First, note that (ii) applied to small h allows us to verify the Aldous condition for the sequence \((\mathbf {X}^n)_{n \ge 1}\) (see, e.g, [28, p. 188], though note one should restrict attention to sequences of stopping times \(\tau _n\) taking values in \(R_{\mathbf {X}^n}\) a.s., which is a trivial modification to the usual Aldous condition). Together with (i), it follows that \((\mathbf {X}^n)_{n \ge 1}\) is a tight collection of D([0, T], E)-valued random variables ([28, Theorems 4.8.1, 4.8.2]).

Observe that M is a continuous function on D([0, T], E), from which it follows that \((M(\mathbf {X}^n))_{n \ge 1}\) is tight. Moreover, observe that (ii) implies that there exists \(a > 0\) such that for all \(\delta \in (0,b]\)

$$\begin{aligned} \sup _{n \ge 1} \sup _{s \in R_{\mathbf {X}^n}} \sup _{x \in E} \sup _{t \in [s,s+h]} \mathbb P^{s,x} \left[ d(\mathbf {X}^n_s,\mathbf {X}^n_t) > \delta \right] \le \frac{1}{3}, \end{aligned}$$

where \(h = a\delta ^{\gamma /\beta }\). It follows that the conditions of Theorem 4.8 are satisfied with \(\kappa = \gamma /\beta \), so that indeed \((\left| \left| \mathbf {X}^n \right| \right| _{p -var ;[0,T]})_{n \ge 1}\) is tight for all \(p > \gamma /\beta \). \(\square \)

4.2 Proof of Theorem 4.1 in the case \(p > d_m\)

We continue using the notation of Sect. 3. In particular, we identify G with \(\mathfrak g\) via the \(\exp \) map.

Remark 4.10

We note here that Corollary 4.9 and the bound (4.6) in the upcoming Lemma 4.12 are sufficient to establish that conditions (A), (B) and (C) imply that \((\mathbf {X}^n)_{n \ge 1}\) is a tight collection of \(D_o([0,1],G)\)-valued random variables and that \((\left| \left| \mathbf {X}^n \right| \right| _{p -var ;[0,1]})_{n \ge 1}\) is tight for all \(p > \kappa \vee d_m\), which proves the statement of Theorem 4.1 subject to the restriction \(p > d_m\).

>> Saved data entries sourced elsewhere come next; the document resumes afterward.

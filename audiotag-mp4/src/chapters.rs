// audiotag
// Copyright (c) 2026 The audiotag developers.
//
// This Source Code Form is subject to the terms of the Mozilla Public
// License, v. 2.0. If a copy of the MPL was not distributed with this
// file, You can obtain one at https://mozilla.org/MPL/2.0/.

//! Chapter extraction (Nero `chpl`, QuickTime text track) and chapter text-track construction
//! for the write path.

use audiotag_core::errors::Result;
use audiotag_core::io::{ByteReader, ByteWriter, FileReader};
use audiotag_core::model::{AudioTimestamp, Chapter, ChapterList};

use crate::atom::Atom;

/// Reads a Nero `chpl` atom's chapter list. Returns an empty list if `chpl` is absent or has
/// zero entries.
pub fn read_chpl(udta: Option<&Atom>) -> Result<ChapterList> {
    let Some(udta) = udta else { return Ok(ChapterList::new()) };
    let Some(chpl) = udta.find(b"chpl") else { return Ok(ChapterList::new()) };
    let Some(payload) = chpl.leaf_data() else { return Ok(ChapterList::new()) };

    let mut r = ByteReader::new(payload);
    let _version = r.read_u8()?;
    r.skip(3)?;
    let count = r.read_u8()?;

    let mut chapters = Vec::with_capacity(count as usize);
    for i in 0..count {
        let units = r.read_u64()?;
        let title_len = r.read_u8()?;
        let title = r.read_utf8(title_len as usize)?;
        let start_seconds = units as f64 / 10_000_000.0;
        chapters.push(Chapter::new(format!("chpl{i}"), AudioTimestamp::from_seconds(start_seconds), title));
    }

    Ok(ChapterList::from_vec(chapters))
}

fn handler_type(trak: &Atom) -> Option<[u8; 4]> {
    let hdlr = trak.walk(&[*b"mdia", *b"hdlr"])?;
    let payload = hdlr.leaf_data()?;
    if payload.len() < 12 {
        return None;
    }
    Some(payload[8..12].try_into().unwrap())
}

fn media_timescale(trak: &Atom) -> Option<u32> {
    let mdhd = trak.walk(&[*b"mdia", *b"mdhd"])?;
    let payload = mdhd.leaf_data()?;
    if payload.is_empty() {
        return None;
    }
    let version = payload[0];
    let offset = if version == 1 { 20 } else { 12 };
    if payload.len() < offset + 4 {
        return None;
    }
    Some(u32::from_be_bytes(payload[offset..offset + 4].try_into().unwrap()))
}

fn chap_track_ids(trak: &Atom) -> Vec<u32> {
    let Some(tref) = trak.find(b"tref") else { return Vec::new() };
    let Some(chap) = tref.find(b"chap") else { return Vec::new() };
    let Some(payload) = chap.leaf_data() else { return Vec::new() };

    payload
        .chunks_exact(4)
        .map(|c| u32::from_be_bytes(c.try_into().unwrap()))
        .collect()
}

fn track_id(trak: &Atom) -> Option<u32> {
    let tkhd = trak.find(b"tkhd")?;
    let payload = tkhd.leaf_data()?;
    let offset = if payload.first() == Some(&1) { 20 } else { 12 };
    if payload.len() < offset + 4 {
        return None;
    }
    Some(u32::from_be_bytes(payload[offset..offset + 4].try_into().unwrap()))
}

fn sample_sizes(stbl: &Atom) -> Vec<u32> {
    let Some(stsz) = stbl.find(b"stsz") else { return Vec::new() };
    let Some(payload) = stsz.leaf_data() else { return Vec::new() };
    if payload.len() < 12 {
        return Vec::new();
    }
    let uniform_size = u32::from_be_bytes(payload[4..8].try_into().unwrap());
    let count = u32::from_be_bytes(payload[8..12].try_into().unwrap()) as usize;
    if uniform_size != 0 {
        return vec![uniform_size; count];
    }
    payload[12..]
        .chunks_exact(4)
        .take(count)
        .map(|c| u32::from_be_bytes(c.try_into().unwrap()))
        .collect()
}

fn sample_durations(stbl: &Atom) -> Vec<u64> {
    let Some(stts) = stbl.find(b"stts") else { return Vec::new() };
    let Some(payload) = stts.leaf_data() else { return Vec::new() };
    if payload.len() < 8 {
        return Vec::new();
    }
    let entry_count = u32::from_be_bytes(payload[4..8].try_into().unwrap()) as usize;
    let mut durations = Vec::new();
    for entry in payload[8..].chunks_exact(8).take(entry_count) {
        let count = u32::from_be_bytes(entry[0..4].try_into().unwrap());
        let delta = u32::from_be_bytes(entry[4..8].try_into().unwrap()) as u64;
        for _ in 0..count {
            durations.push(delta);
        }
    }
    durations
}

fn chunk_offsets(stbl: &Atom) -> Vec<u64> {
    if let Some(stco) = stbl.find(b"stco") {
        if let Some(payload) = stco.leaf_data() {
            if payload.len() >= 8 {
                let count = u32::from_be_bytes(payload[4..8].try_into().unwrap()) as usize;
                return payload[8..]
                    .chunks_exact(4)
                    .take(count)
                    .map(|c| u32::from_be_bytes(c.try_into().unwrap()) as u64)
                    .collect();
            }
        }
    }
    if let Some(co64) = stbl.find(b"co64") {
        if let Some(payload) = co64.leaf_data() {
            if payload.len() >= 8 {
                let count = u32::from_be_bytes(payload[4..8].try_into().unwrap()) as usize;
                return payload[8..]
                    .chunks_exact(8)
                    .take(count)
                    .map(|c| u64::from_be_bytes(c.try_into().unwrap()))
                    .collect();
            }
        }
    }
    Vec::new()
}

/// Reads one sample's `(title, url)` payload: 2-byte length-prefixed UTF-8 text, optionally
/// followed by an inline `href` atom providing a URL.
fn read_sample_text(reader: &mut FileReader, offset: u64, size: u32) -> Result<(String, Option<String>)> {
    let bytes = reader.read(offset, size as u64)?;
    let mut r = ByteReader::new(&bytes);
    let text_len = r.read_u16()? as usize;
    let title = r.read_utf8(text_len)?;

    let mut url = None;
    if r.remaining() >= 8 {
        let _href_size = r.read_u32()?;
        let tag = r.read_bytes(4)?;
        if tag == b"href" {
            let _flags = r.read_u16()?;
            let _char_count = r.read_u16()?;
            let url_len = r.read_u8()? as usize;
            if r.remaining() >= url_len as u64 {
                url = Some(r.read_utf8(url_len)?);
            }
        }
    }

    Ok((title, url))
}

/// Reads the QuickTime text chapter track referenced by the audio track's `tref/chap`.
pub fn read_qt_text_chapters(reader: &mut FileReader, moov: &Atom) -> Result<ChapterList> {
    let audio_trak = moov
        .children()
        .iter()
        .find(|t| t.fourcc == *b"trak" && handler_type(t) == Some(*b"soun"));

    let Some(audio_trak) = audio_trak else { return Ok(ChapterList::new()) };
    let referenced = chap_track_ids(audio_trak);
    if referenced.is_empty() {
        return Ok(ChapterList::new());
    }

    for trak in moov.children().iter().filter(|t| t.fourcc == *b"trak") {
        if track_id(trak) != Some(referenced[0]) {
            continue;
        }
        let handler = handler_type(trak);
        if handler != Some(*b"text") && handler != Some(*b"sbtl") {
            continue;
        }

        let Some(timescale) = media_timescale(trak) else { continue };
        let Some(stbl) = trak.walk(&[*b"mdia", *b"minf", *b"stbl"]) else { continue };

        let sizes = sample_sizes(stbl);
        let durations = sample_durations(stbl);
        let offsets = chunk_offsets(stbl);

        let mut chapters = Vec::new();
        let mut cumulative_ticks: u64 = 0;
        for (i, &size) in sizes.iter().enumerate() {
            let Some(&offset) = offsets.get(i) else { break };
            let (title, url) = read_sample_text(reader, offset, size)?;
            let start_seconds = cumulative_ticks as f64 / timescale as f64;
            let mut chapter = Chapter::new(format!("qt{i}"), AudioTimestamp::from_seconds(start_seconds), title);
            chapter.url = url;
            chapters.push(chapter);
            cumulative_ticks += durations.get(i).copied().unwrap_or(0);
        }

        return Ok(ChapterList::from_vec(chapters));
    }

    Ok(ChapterList::new())
}

/// One encoded chapter text sample plus its optional `href` suffix, ready to be placed in `mdat`.
pub struct ChapterSample {
    pub bytes: Vec<u8>,
}

/// Encodes a chapter's title (and optional URL) as a QuickTime text sample.
pub fn encode_chapter_sample(title: &str, url: Option<&str>) -> ChapterSample {
    let mut w = ByteWriter::new();
    w.write_u16(title.len() as u16);
    w.write_bytes(title.as_bytes());

    if let Some(url) = url {
        let mut href = ByteWriter::new();
        href.write_bytes(b"href");
        href.write_u16(0x0005);
        href.write_u16(title.len() as u16);
        href.write_u8(url.len() as u8);
        href.write_bytes(url.as_bytes());
        href.write_u16(0);

        w.write_u32((4 + href.len()) as u32);
        w.write_bytes(href.as_slice());
    }

    ChapterSample { bytes: w.into_bytes() }
}

/// Builds a Nero `chpl` atom from a chapter list (kept for compatibility with non-QuickTime
/// players).
pub fn build_chpl(chapters: &ChapterList) -> Atom {
    let mut payload = ByteWriter::new();
    payload.write_u8(1);
    payload.write_fill(0, 3);
    payload.write_u8(chapters.len().min(255) as u8);

    for chapter in chapters.iter().take(255) {
        let units = (chapter.start.as_seconds() * 10_000_000.0) as u64;
        payload.write_u64(units);
        let title_bytes = chapter.title.as_bytes();
        payload.write_u8(title_bytes.len().min(255) as u8);
        payload.write_bytes(&title_bytes[..title_bytes.len().min(255)]);
    }

    Atom::leaf(*b"chpl", payload.into_bytes())
}

#[cfg(test)]
mod tests {
    use super::*;

    #[test]
    fn chpl_round_trips_through_read_and_build() {
        let mut chapters = ChapterList::new();
        chapters.append(Chapter::new("a", AudioTimestamp::from_seconds(0.0), "Intro"));
        chapters.append(Chapter::new("b", AudioTimestamp::from_seconds(12.5), "Body"));

        let chpl = build_chpl(&chapters);
        let udta = Atom::container(*b"udta", vec![chpl]);
        let back = read_chpl(Some(&udta)).unwrap();

        assert_eq!(back.len(), 2);
        assert_eq!(back.as_slice()[0].title, "Intro");
        assert!((back.as_slice()[1].start.as_seconds() - 12.5).abs() < 0.001);
    }

    #[test]
    fn encodes_sample_with_href_suffix() {
        let sample = encode_chapter_sample("Chapter One", Some("https://example.com"));
        assert!(sample.bytes.len() > "Chapter One".len() + 2);
        let text_len = u16::from_be_bytes([sample.bytes[0], sample.bytes[1]]) as usize;
        assert_eq!(text_len, "Chapter One".len());
    }
}
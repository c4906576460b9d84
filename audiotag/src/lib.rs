// audiotag
// Copyright (c) 2026 The audiotag developers.
//
// This Source Code Form is subject to the terms of the Mozilla Public
// License, v. 2.0. If a copy of the MPL was not distributed with this
// file, You can obtain one at https://mozilla.org/MPL/2.0/.

//! # audiotag
//!
//! A unified read/write/strip engine for metadata and chapter markers carried by ID3v2-tagged
//! MPEG audio files and ISO BMFF (MP4/M4A/M4B/AAX) files.
//!
//! ```no_run
//! use audiotag::Engine;
//! use std::path::Path;
//!
//! let engine = Engine::default();
//! let mut info = engine.read(Path::new("episode.m4a"))?;
//! info.metadata.title = Some("Episode One".to_string());
//! engine.modify(&info, Path::new("episode.m4a"))?;
//! # Ok::<(), audiotag_core::errors::AudioTagError>(())
//! ```
//!
//! Container support is feature-gated: `id3v2` enables MP3/ID3v2, `mp4` enables the MP4 atom
//! codec. Both are on by default.

mod adapter;
mod engine;
mod format;

pub use adapter::{AdapterRegistry, ChapterFormatAdapter, RECOGNIZED_FORMAT_TAGS};
pub use engine::Engine;
pub use format::{detect_format, AudioFormat};

pub use audiotag_core::config::{EngineOptions, Id3v2Version};
pub use audiotag_core::errors::{AudioTagError, Result};
pub use audiotag_core::model::{AudioFileInfo, AudioMetadata, AudioTimestamp, Artwork, Chapter, ChapterList};
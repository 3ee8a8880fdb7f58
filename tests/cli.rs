use assert_cmd::cargo::cargo_bin_cmd;
use assert_cmd::Command;
use std::fs;
use tempfile::TempDir;

/// Binary run inside an empty working directory with an isolated HOME, so
/// neither `./config.json` nor `~/.kualitee/config.json` exists unless a
/// test writes one.
fn isolated() -> (TempDir, Command) {
    let tmp = TempDir::new().expect("create temp dir");
    let home = tmp.path().join("home");
    fs::create_dir_all(&home).expect("create isolated home");

    let mut cmd = cargo_bin_cmd!("kualitee-cli");
    cmd.current_dir(tmp.path())
        .env("HOME", &home)
        .env_remove("KUALITEE_CONFIG")
        .env_remove("KUALITEE_API_URL");
    (tmp, cmd)
}

fn stdout_of(output: &std::process::Output) -> String {
    String::from_utf8_lossy(&output.stdout).into_owned()
}

fn stderr_of(output: &std::process::Output) -> String {
    String::from_utf8_lossy(&output.stderr).into_owned()
}

#[test]
fn missing_config_exits_before_menu() {
    let (_tmp, mut cmd) = isolated();
    let output = cmd.write_stdin("1\n").assert().failure().get_output().clone();

    let stdout = stdout_of(&output);
    let stderr = stderr_of(&output);
    assert!(!stdout.contains("Select Module"), "menu was shown: {}", stdout);
    assert!(stderr.contains("config file not found"), "stderr: {}", stderr);
    assert!(stderr.contains("\"project_id\": 27433"), "sample config missing: {}", stderr);
}

#[test]
fn config_without_project_id_is_fatal() {
    let (tmp, mut cmd) = isolated();
    fs::write(tmp.path().join("config.json"), r#"{"token":"abc"}"#).expect("write config");

    let output = cmd.write_stdin("").assert().failure().get_output().clone();
    assert!(stderr_of(&output).contains("project_id"));
    assert!(!stdout_of(&output).contains("Select Module"));
}

#[test]
fn malformed_config_is_fatal() {
    let (tmp, mut cmd) = isolated();
    fs::write(tmp.path().join("config.json"), "{ not json").expect("write config");

    let output = cmd.write_stdin("").assert().failure().get_output().clone();
    assert!(stderr_of(&output).contains("invalid JSON"));
}

#[test]
fn config_path_can_come_from_environment() {
    let (tmp, mut cmd) = isolated();
    let custom = tmp.path().join("elsewhere.json");
    fs::write(&custom, r#"{"token":""}"#).expect("write config");

    // The named file is used (and rejected for its empty token) instead of
    // reporting a missing ./config.json.
    let output = cmd
        .env("KUALITEE_CONFIG", &custom)
        .write_stdin("")
        .assert()
        .failure()
        .get_output()
        .clone();
    assert!(stderr_of(&output).contains("token is empty"));
}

Observe that an inductive application of the CBH formula (3.1), along with the multinomial identity \((z_1+\cdots + z_n)^{j} = \sum _{k_1+\cdots + k_n = j} \left( {\begin{array}{c}j\\ k_1,\ldots ,k_n\end{array}}\right) z_1^{k_1}\ldots z_n^{k_n}\), yields the following lemma.

Lemma 4.11

For all \(x_1,\ldots , x_k \in G\) and every index \(i \in \{1,\ldots , m\}\), it holds that

$$\begin{aligned} (x_1\ldots x_k)^i = \sum _{1\le a_1 \le k} x^i_{a_1} + \sum _{r=2}^{\lfloor d_i \rfloor }\sum _{\alpha _1,\ldots , \alpha _r}\sum _{1 \le a_1< \cdots < a_r \le k} c^i_{\alpha _1,\ldots ,\alpha _r} x^{\alpha _1}_{a_1}\ldots x^{\alpha _r}_{a_r}, \end{aligned}$$

where \(\sum _{\alpha _1,\ldots , \alpha _r}\) indicates the (finite) sum over all non-zero multi-indexes \(\alpha _1,\ldots , \alpha _r\) such that \(\deg (\alpha _1) + \cdots + \deg (\alpha _r) = d_i\) and \(c^i_{\alpha _1,\ldots ,\alpha _r}\) are constants.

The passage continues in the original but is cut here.